TRAIN, SCORE AND EVALUATE MACHINE LEARNING MODELS The data needs to be split into two sets: a training set and a testing set. The training set is used to the train the machine learning models and the testing set is used to measure the performance of the trained model. To split the data, we use the Split Data module. Set the properties of the Split Data module to: Splitting mode Split Rows, Fraction of rows in the first output dataset 0.7, Random seed 0 and Stratified split False. Make sure the Randomized split checkbox is ticked. The first output of this module will contain 70% of the data which is the training set and the second output of the module will contain the remaining 30%. Next we need to choose the machine learning model for this prediction problem. We can to predict if the user has no reaction or a negative reaction to the atmospheric factors. The user reaction is recorded in the dataset, so we will use this information to make future predictions. Hence, in this scenario we use a class of machine learning algorithms called supervised learning as our data points are labeled. More specifically we will use binary classification algorithms to predict the user reaction to atmospheric factors. For this sample, we select the Two-class boosted decision tree model. Search for this module and drag it into the workspace. Add a Train Model module. Connect the output of the Two-class decision tree to the left-hand
side input of the Train Model module and the first output of the Split Data module to the right-hand input of the Train Model module as shown below. Click on the Train Model module and set the Label column to USER S FEEDBACK using the Launch column selector. Add a Score Model module to the workspace and connect it to the Train Model and the Split Data module as shown below. In this sample, we want to compare two different models to determine which one performs better for this particular problem. Add a Two-class logistic regression module and connect it to a new Train Model and Score Model modules as in the previous step. You should obtain something as in the figure below.

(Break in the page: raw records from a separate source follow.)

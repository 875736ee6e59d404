use parking_lot::Mutex;
use std::cmp::Ordering;
use std::sync::Arc;

use super::ast::FunctionDef;
use super::{ErrorKind, ProgramError, Result};

/// Shared, mutable list storage (Python lists have reference semantics).
pub type ListRef = Arc<Mutex<Vec<Value>>>;

/// Shared, mutable dict storage.
pub type DictRef = Arc<Mutex<Dict>>;

// Nesting past which containers print as `[...]` even without a cycle.
const MAX_DISPLAY_DEPTH: usize = 1000;

/// Container nesting past which `==` raises `RecursionError`.
pub const MAX_COMPARE_DEPTH: usize = 1000;

/// Runtime value.
#[derive(Debug, Clone)]
pub enum Value {
    /// `None`.
    None,
    /// `True` / `False`.
    Bool(bool),
    /// Integer.
    Int(i64),
    /// Float.
    Float(f64),
    /// String.
    Str(String),
    /// List.
    List(ListRef),
    /// Tuple.
    Tuple(Arc<Vec<Value>>),
    /// Dict (insertion ordered).
    Dict(DictRef),
    /// Lazy `range(start, stop, step)`.
    Range {
        /// First value.
        start: i64,
        /// Exclusive bound.
        stop: i64,
        /// Increment (never zero).
        step: i64,
    },
    /// User-defined function.
    Function(Arc<Function>),
    /// Builtin function by name.
    Builtin(&'static str),
    /// Method bound to its receiver.
    Method {
        /// Receiver value.
        receiver: Box<Value>,
        /// Method name.
        name: String,
    },
    /// Class object returned by `type()` / named by builtins like `int`.
    Type(&'static str),
    /// Exception class such as `ValueError`.
    ExceptionClass(ErrorKind),
    /// Exception instance.
    Exception {
        /// Exception class.
        kind: ErrorKind,
        /// Message passed to the constructor.
        message: String,
    },
}

/// User-defined function with defaults captured at definition time.
#[derive(Debug)]
pub struct Function {
    /// Parsed definition.
    pub def: Arc<FunctionDef>,
    /// Default values, aligned with the trailing parameters that declare them.
    pub defaults: Vec<Value>,
}

/// Insertion-ordered mapping with Python equality on keys.
#[derive(Debug, Clone, Default)]
pub struct Dict {
    entries: Vec<(Value, Value)>,
}

impl Dict {
    /// Empty dict.
    pub fn new() -> Self {
        Self::default()
    }

    fn position(&self, key: &Value) -> Result<Option<usize>> {
        for (idx, (existing, _)) in self.entries.iter().enumerate() {
            if existing.py_eq(key)? {
                return Ok(Some(idx));
            }
        }
        Ok(None)
    }

    /// Look up a key.
    pub fn get(&self, key: &Value) -> Result<Option<Value>> {
        Ok(self.position(key)?.map(|idx| self.entries[idx].1.clone()))
    }

    /// Insert or overwrite a key, keeping the original insertion slot.
    pub fn insert(&mut self, key: Value, value: Value) -> Result<()> {
        if !key.is_hashable() {
            return Err(ProgramError::type_error(format!(
                "unhashable type: '{}'",
                key.type_name()
            )));
        }
        match self.position(&key)? {
            Some(idx) => self.entries[idx].1 = value,
            None => self.entries.push((key, value)),
        }
        Ok(())
    }

    /// Remove a key, returning its value.
    pub fn remove(&mut self, key: &Value) -> Result<Option<Value>> {
        Ok(self.position(key)?.map(|idx| self.entries.remove(idx).1))
    }

    /// Whether the key is present.
    pub fn contains(&self, key: &Value) -> Result<bool> {
        Ok(self.position(key)?.is_some())
    }

    /// Number of entries.
    pub fn len(&self) -> usize {
        self.entries.len()
    }

    /// Whether the dict is empty.
    pub fn is_empty(&self) -> bool {
        self.entries.is_empty()
    }

    /// Snapshot of the keys.
    pub fn keys(&self) -> Vec<Value> {
        self.entries.iter().map(|(k, _)| k.clone()).collect()
    }

    /// Snapshot of the values.
    pub fn values(&self) -> Vec<Value> {
        self.entries.iter().map(|(_, v)| v.clone()).collect()
    }

    /// Snapshot of the entries.
    pub fn entries(&self) -> Vec<(Value, Value)> {
        self.entries.clone()
    }
}

impl Value {
    /// Build a list value.
    pub fn list(items: Vec<Value>) -> Value {
        Value::List(Arc::new(Mutex::new(items)))
    }

    /// Build a tuple value.
    pub fn tuple(items: Vec<Value>) -> Value {
        Value::Tuple(Arc::new(items))
    }

    /// Build a dict value.
    pub fn dict(dict: Dict) -> Value {
        Value::Dict(Arc::new(Mutex::new(dict)))
    }

    /// Build a string value.
    pub fn str(text: impl Into<String>) -> Value {
        Value::Str(text.into())
    }

    /// Python type name.
    pub fn type_name(&self) -> &'static str {
        match self {
            Value::None => "NoneType",
            Value::Bool(_) => "bool",
            Value::Int(_) => "int",
            Value::Float(_) => "float",
            Value::Str(_) => "str",
            Value::List(_) => "list",
            Value::Tuple(_) => "tuple",
            Value::Dict(_) => "dict",
            Value::Range { .. } => "range",
            Value::Function(_) => "function",
            Value::Builtin(_) => "builtin_function_or_method",
            Value::Method { .. } => "method",
            Value::Type(_) | Value::ExceptionClass(_) => "type",
            Value::Exception { kind, .. } => kind.as_str(),
        }
    }

    /// Python truthiness.
    pub fn truthy(&self) -> bool {
        match self {
            Value::None => false,
            Value::Bool(flag) => *flag,
            Value::Int(num) => *num != 0,
            Value::Float(num) => *num != 0.0,
            Value::Str(text) => !text.is_empty(),
            Value::List(items) => !items.lock().is_empty(),
            Value::Tuple(items) => !items.is_empty(),
            Value::Dict(dict) => !dict.lock().is_empty(),
            Value::Range { start, stop, step } => range_len(*start, *stop, *step) > 0,
            _ => true,
        }
    }

    /// Integer view of ints and bools.
    pub fn as_int(&self) -> Option<i64> {
        match self {
            Value::Int(num) => Some(*num),
            Value::Bool(flag) => Some(*flag as i64),
            _ => None,
        }
    }

    /// Float view of any number.
    pub fn as_f64(&self) -> Option<f64> {
        match self {
            Value::Float(num) => Some(*num),
            other => other.as_int().map(|n| n as f64),
        }
    }

    /// Whether this value can be a dict key.
    pub fn is_hashable(&self) -> bool {
        match self {
            Value::List(_) | Value::Dict(_) => false,
            Value::Tuple(items) => items.iter().all(Value::is_hashable),
            _ => true,
        }
    }

    /// `str(value)`.
    pub fn to_str(&self) -> String {
        match self {
            Value::Str(text) => text.clone(),
            Value::Exception { message, .. } => message.clone(),
            other => other.repr(),
        }
    }

    /// `repr(value)`.
    pub fn repr(&self) -> String {
        self.repr_in(&mut Vec::new())
    }

    // `open` holds the containers currently being rendered, by address.
    fn repr_in(&self, open: &mut Vec<usize>) -> String {
        match self {
            Value::None => "None".to_string(),
            Value::Bool(true) => "True".to_string(),
            Value::Bool(false) => "False".to_string(),
            Value::Int(num) => num.to_string(),
            Value::Float(num) => format_float(*num),
            Value::Str(text) => quote_str(text),
            Value::List(items) => {
                let addr = Arc::as_ptr(items) as usize;
                if open.contains(&addr) || open.len() >= MAX_DISPLAY_DEPTH {
                    return "[...]".to_string();
                }
                let snapshot = items.lock().clone();
                open.push(addr);
                let rendered = format!("[{}]", join_repr(&snapshot, open));
                open.pop();
                rendered
            }
            Value::Tuple(items) => {
                if open.len() >= MAX_DISPLAY_DEPTH {
                    return "(...)".to_string();
                }
                if items.len() == 1 {
                    format!("({},)", items[0].repr_in(open))
                } else {
                    format!("({})", join_repr(items, open))
                }
            }
            Value::Dict(dict) => {
                let addr = Arc::as_ptr(dict) as usize;
                if open.contains(&addr) || open.len() >= MAX_DISPLAY_DEPTH {
                    return "{...}".to_string();
                }
                let entries = dict.lock().entries();
                open.push(addr);
                let rendered: Vec<String> = entries
                    .iter()
                    .map(|(k, v)| format!("{}: {}", k.repr_in(open), v.repr_in(open)))
                    .collect();
                open.pop();
                format!("{{{}}}", rendered.join(", "))
            }
            Value::Range { start, stop, step } => {
                if *step == 1 {
                    format!("range({}, {})", start, stop)
                } else {
                    format!("range({}, {}, {})", start, stop, step)
                }
            }
            Value::Function(func) => format!("<function {}>", func.def.name),
            Value::Builtin(name) => format!("<built-in function {}>", name),
            Value::Method { receiver, name } => {
                format!("<built-in method {} of {} object>", name, receiver.type_name())
            }
            Value::Type(name) => format!("<class '{}'>", name),
            Value::ExceptionClass(kind) => format!("<class '{}'>", kind),
            Value::Exception { kind, message } => format!("{}({})", kind, quote_str(message)),
        }
    }

    /// Python `==`.
    ///
    /// Fails with `RecursionError` when containers nest deeper than
    /// [`MAX_COMPARE_DEPTH`], which is how two distinct self-referencing
    /// lists compare.
    pub fn py_eq(&self, other: &Value) -> Result<bool> {
        self.eq_at(other, 0)
    }

    fn eq_at(&self, other: &Value, depth: usize) -> Result<bool> {
        let nested = |a: &Value, b: &Value| -> Result<bool> {
            if depth >= MAX_COMPARE_DEPTH {
                return Err(ProgramError::new(
                    ErrorKind::RecursionError,
                    "maximum recursion depth exceeded in comparison",
                ));
            }
            a.eq_at(b, depth + 1)
        };
        Ok(match (self, other) {
            (Value::None, Value::None) => true,
            (Value::Str(a), Value::Str(b)) => a == b,
            (Value::Float(_), _) | (_, Value::Float(_)) => {
                match (self.as_f64(), other.as_f64()) {
                    (Some(a), Some(b)) => a == b,
                    _ => false,
                }
            }
            (Value::List(a), Value::List(b)) => {
                if Arc::ptr_eq(a, b) {
                    return Ok(true);
                }
                let left = a.lock().clone();
                let right = b.lock().clone();
                seq_eq(&left, &right, &nested)?
            }
            (Value::Tuple(a), Value::Tuple(b)) => seq_eq(a, b, &nested)?,
            (Value::Dict(a), Value::Dict(b)) => {
                if Arc::ptr_eq(a, b) {
                    return Ok(true);
                }
                let left = a.lock().clone();
                let right = b.lock().clone();
                if left.len() != right.len() {
                    return Ok(false);
                }
                for (key, value) in left.entries() {
                    let Some(found) = right.get(&key)? else {
                        return Ok(false);
                    };
                    if !nested(&found, &value)? {
                        return Ok(false);
                    }
                }
                true
            }
            (
                Value::Range {
                    start: a,
                    stop: b,
                    step: c,
                },
                Value::Range {
                    start: x,
                    stop: y,
                    step: z,
                },
            ) => (a, b, c) == (x, y, z),
            (Value::Function(a), Value::Function(b)) => Arc::ptr_eq(a, b),
            (Value::Builtin(a), Value::Builtin(b)) => a == b,
            (Value::Type(a), Value::Type(b)) => a == b,
            (Value::ExceptionClass(a), Value::ExceptionClass(b)) => a == b,
            _ => match (self.as_int(), other.as_int()) {
                (Some(a), Some(b)) => a == b,
                _ => false,
            },
        })
    }

    /// Python `is`: identity for containers, equality for immutable scalars.
    pub fn py_is(&self, other: &Value) -> bool {
        match (self, other) {
            (Value::List(a), Value::List(b)) => Arc::ptr_eq(a, b),
            (Value::Dict(a), Value::Dict(b)) => Arc::ptr_eq(a, b),
            (Value::Tuple(a), Value::Tuple(b)) => Arc::ptr_eq(a, b),
            (Value::None, Value::None) => true,
            (Value::Bool(a), Value::Bool(b)) => a == b,
            (Value::Int(a), Value::Int(b)) => a == b,
            (Value::Str(a), Value::Str(b)) => a == b,
            (Value::Function(a), Value::Function(b)) => Arc::ptr_eq(a, b),
            (Value::Type(a), Value::Type(b)) => a == b,
            (Value::ExceptionClass(a), Value::ExceptionClass(b)) => a == b,
            (Value::Builtin(a), Value::Builtin(b)) => a == b,
            _ => false,
        }
    }

    /// Ordering used by `<`, `sorted`, `min` and `max`.
    pub fn compare(&self, other: &Value, op: &str) -> Result<Ordering> {
        match (self, other) {
            (Value::Str(a), Value::Str(b)) => Ok(a.cmp(b)),
            (Value::List(a), Value::List(b)) => {
                let left = a.lock().clone();
                let right = b.lock().clone();
                seq_cmp(&left, &right, op)
            }
            (Value::Tuple(a), Value::Tuple(b)) => seq_cmp(a, b, op),
            _ => match (self.as_int(), other.as_int()) {
                (Some(a), Some(b)) => Ok(a.cmp(&b)),
                _ => match (self.as_f64(), other.as_f64()) {
                    (Some(a), Some(b)) => Ok(a.partial_cmp(&b).unwrap_or(Ordering::Equal)),
                    _ => Err(ProgramError::type_error(format!(
                        "'{}' not supported between instances of '{}' and '{}'",
                        op,
                        self.type_name(),
                        other.type_name()
                    ))),
                },
            },
        }
    }
}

In order to compare and evaluate these trained models, we use the Evaluate Model module connected as shown below. Run the experiment and once the experiment finished running, right-click visualize the output of the Evaluate Model module. The Evaluate Results Page shows different metrics and performance measures for your trained algorithms. For example, the accuracy of the Boosted decision tree algorithm is 0.912 very similar the accuracy of the logistic regression algorithm which is 0.911. The boosted decision tree is performing better in terms of the ROC curve while the logistic regression is performing better in terms of precision.